Les braves ménagères ardennaises, elles aussi, couvraient de leur attention nos patriotes hors la loi. Et ces femmes accaparées par les travaux des champs qui n’avaient même pas le temps de veiller à leur propre toilette, se muaient en blanchisseuses bénévoles et passaient leurs soirées à raccommoder un blouson ou à repriser les chaussettes d’un maquisard.
En très peu de temps, les Ardennes se transformèrent au grand dam de l’ennemi. Naguère, cette province peu industrielle et à la population clairsemée jouissait d’une tranquillité enviable. A dater de la création du maquis, il en fut tout autrement.
Les routes et les lignes de chemins de fer importantes tombèrent sous le contrôle des patriotes armés : des ponts sautèrent, les rails déboulonnés ou simplement dynamités ne se comptèrent plus. Il fut un temps où le trafic était réduit à quelques trains de voyageurs dont le retard s’accentuait par suite de nombreux transbordements forcés auprès des ponts détruits. Exaspérés, les Allemands envoyèrent leurs limiers et leurs mercenaires à la recherche des saboteurs. Naturellement, les mouchards rexistes déployèrent tout leur zèle.

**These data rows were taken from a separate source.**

//! Digests and the hash algorithms that produce them.
//!
//! Leaves hash their raw content. Internal nodes hash the *text* of their
//! children's digests: `H(hex(left) || hex(right))`, lowercase hex, left
//! first. Root hashes stay comparable with trees built by other tools that
//! follow the same textual convention.

use std::{fmt, str::FromStr};

use sha2::{Digest as _, Sha256};

use crate::Error;

/// Size in bytes of every digest in the tree.
pub const DIGEST_LEN: usize = 32;

/// A fixed-size 256-bit digest, rendered as lowercase hex.
#[derive(Clone, Copy, PartialEq, Eq, Hash, PartialOrd, Ord)]
pub struct Digest([u8; DIGEST_LEN]);

impl Digest {
    /// Wrap raw digest bytes.
    pub const fn from_bytes(bytes: [u8; DIGEST_LEN]) -> Self {
        Digest(bytes)
    }

    /// The raw digest bytes.
    pub fn as_bytes(&self) -> &[u8; DIGEST_LEN] {
        &self.0
    }

    /// Lowercase hex rendering, the form hashed by internal nodes.
    pub fn to_hex(&self) -> String {
        hex::encode(self.0)
    }

    /// Parse a 64 character hex string.
    pub fn from_hex(text: &str) -> Result<Self, Error> {
        let mut bytes = [0u8; DIGEST_LEN];
        hex::decode_to_slice(text.trim(), &mut bytes)
            .map_err(|e| Error::InvalidDigest(format!("{text:?}: {e}")))?;
        Ok(Digest(bytes))
    }
}

impl fmt::Display for Digest {
    fn fmt(&self, f: &mut fmt::Formatter<'_>) -> fmt::Result {
        f.write_str(&self.to_hex())
    }
}

impl fmt::Debug for Digest {
    fn fmt(&self, f: &mut fmt::Formatter<'_>) -> fmt::Result {
        write!(f, "Digest({})", self.to_hex())
    }
}

impl FromStr for Digest {
    type Err = Error;

    fn from_str(s: &str) -> Result<Self, Self::Err> {
        Digest::from_hex(s)
    }
}

impl AsRef<[u8]> for Digest {
    fn as_ref(&self) -> &[u8] {
        &self.0
    }
}

/// A deterministic one-way hash used for every node of a tree.
///
/// Implementors only provide [`MerkleHasher::hash_bytes`]; the internal node
/// rule is shared so that every algorithm follows the same hex concatenation
/// convention.
pub trait MerkleHasher {
    /// Short algorithm name, used in logs and tree dumps.
    const NAME: &'static str;

    /// Digest of raw bytes.
    fn hash_bytes(data: &[u8]) -> Digest;

    /// Digest of an internal node: `H(hex(left) || hex(right))`.
    fn hash_children(left: &Digest, right: &Digest) -> Digest {
        let mut text = String::with_capacity(DIGEST_LEN * 4);
        text.push_str(&left.to_hex());
        text.push_str(&right.to_hex());
        Self::hash_bytes(text.as_bytes())
    }
}

/// SHA-256, the default algorithm.
#[derive(Debug, Default, Clone, Copy, PartialEq, Eq)]
pub struct Sha256Hasher;

impl MerkleHasher for Sha256Hasher {
    const NAME: &'static str = "sha256";

    fn hash_bytes(data: &[u8]) -> Digest {
        let mut out = [0u8; DIGEST_LEN];
        out.copy_from_slice(&Sha256::digest(data));
        Digest(out)
    }
}

/// Blake3 in its default 256-bit mode.
#[cfg(feature = "blake3")]
#[derive(Debug, Default, Clone, Copy, PartialEq, Eq)]
pub struct Blake3Hasher;

#[cfg(feature = "blake3")]
impl MerkleHasher for Blake3Hasher {
    const NAME: &'static str = "blake3";

    fn hash_bytes(data: &[u8]) -> Digest {
        Digest(*blake3::hash(data).as_bytes())
    }
}

#[cfg(test)]
mod tests {
    use super::*;

    #[test]
    fn test_sha256_known_vector() {
        // sha256("abc")
        assert_eq!(
            Sha256Hasher::hash_bytes(b"abc").to_hex(),
            "ba7816bf8f01cfea414140de5dae2223b00361a396177a9cb410ff61f20015ad"
        );
    }

    #[test]
    fn test_children_hash_uses_hex_text() {
        let left = Sha256Hasher::hash_bytes(b"a");
        let right = Sha256Hasher::hash_bytes(b"b");
        let text = format!("{}{}", left.to_hex(), right.to_hex());
        assert_eq!(
            Sha256Hasher::hash_children(&left, &right),
            Sha256Hasher::hash_bytes(text.as_bytes())
        );
        // byte-level concatenation is a different digest
        let mut raw = left.as_bytes().to_vec();
        raw.extend_from_slice(right.as_bytes());
        assert_ne!(
            Sha256Hasher::hash_children(&left, &right),
            Sha256Hasher::hash_bytes(&raw)
        );
    }

    #[test]
    fn test_hex_roundtrip_and_errors() {
        let digest = Sha256Hasher::hash_bytes(b"roundtrip");
        let parsed: Digest = digest.to_hex().parse().expect("valid hex");
        assert_eq!(parsed, digest);
        assert!(Digest::from_hex("abcd").is_err());
        assert!(Digest::from_hex(&"zz".repeat(32)).is_err());
    }

    #[cfg(feature = "blake3")]
    #[test]
    fn test_blake3_matches_crate() {
        assert_eq!(
            Blake3Hasher::hash_bytes(b"leaf").as_bytes(),
            blake3::hash(b"leaf").as_bytes()
        );
        assert_ne!(
            Blake3Hasher::hash_bytes(b"leaf"),
            Sha256Hasher::hash_bytes(b"leaf")
        );
    }
}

Aussitôt informés et soucieux de leur sécurité, les maquisards parèrent la menace. Jusqu’alors, ils s’étaient contentés d’arrêter les Allemands isolés mais seulement dans le but de s’approprier de leurs armes. L’affaire prit une autre tournure quand il fut question d’abattre des hommes. On a beau savoir qu’il s’agit d’un traître ou d’un espion. L’idée de tuer son semblable entraîne une impressionnante crise morale.
Les chefs durent donner l’exemple. Ils se firent accompagner par quelques hommes, qui, témoins des premières exécutions, surmontèrent leur répugnance et accomplirent, à leur tour, de salutaires épurations.

La meilleure liaison entre les camps était due au Groupe mobile qui se spécialisa dans la chasse aux traîtres et aux agents de la Gestapo. Toujours partout et jamais nulle part, ce groupe avait, à sa disposition, deux automobiles confisquées à de peu scrupuleux collaborateurs.
Dès qu’ils apprenaient qu’une auto de la Gestapo pénétrait dans une zone tenue par les partisans, nos hommes se mettaient en campagne. Procédant par recoupements, se renseignant auprès des paysans, sur le passage de leur gibier, ils organisaient des poursuites allant parfois jusqu’à 150 ou 200 kilomètres.
Les boches roulaient, roulaient, effectuant leur ronde sur les routes à l’ombre des forêts. Quand une rencontre s’opérait, loin de toute localité, sans secours possible de part et d’autre, le combat s’ouvrait sans merci, une lutte à mort où les adversaires inexorables ne se faisaient pas de quartier et qui se clôturait par l’anéantissement complet de l’un ou l’autre part.
Heureusement nos partisans jouissaient souvent de l’effet surprise et leur connaissance parfaite du terrain leur permettait d’attaquer l’ennemi aux endroits se prêtant le mieux à ce genre d’escarmouches.
L’imprévu avait aussi son rôle à jouer parfois. C’est ainsi qu’un jour, les partisans tombèrent à un tournant de route sur un peloton d’une quarantaine d’Allemands. En pareil cas, la moindre hésitation serait fatale. Aussi le conducteur appuya-t-il sur le champignon. Avant que les boches aient pu se ressaisir, une volée de grenades et une grêle de balles les couvrit, cependant que l’auto fauchait les premiers rangs. Les partisans sortirent de l’affaire avec deux blessés seulement. Les Allemands ne publièrent jamais leur bilan et pour cause … Hélas, ils se rabattirent souvent sur d’inoffensives populations civiles mais leurs sanglantes représailles n’ajournèrent pas indéfiniment l’échéance fatale.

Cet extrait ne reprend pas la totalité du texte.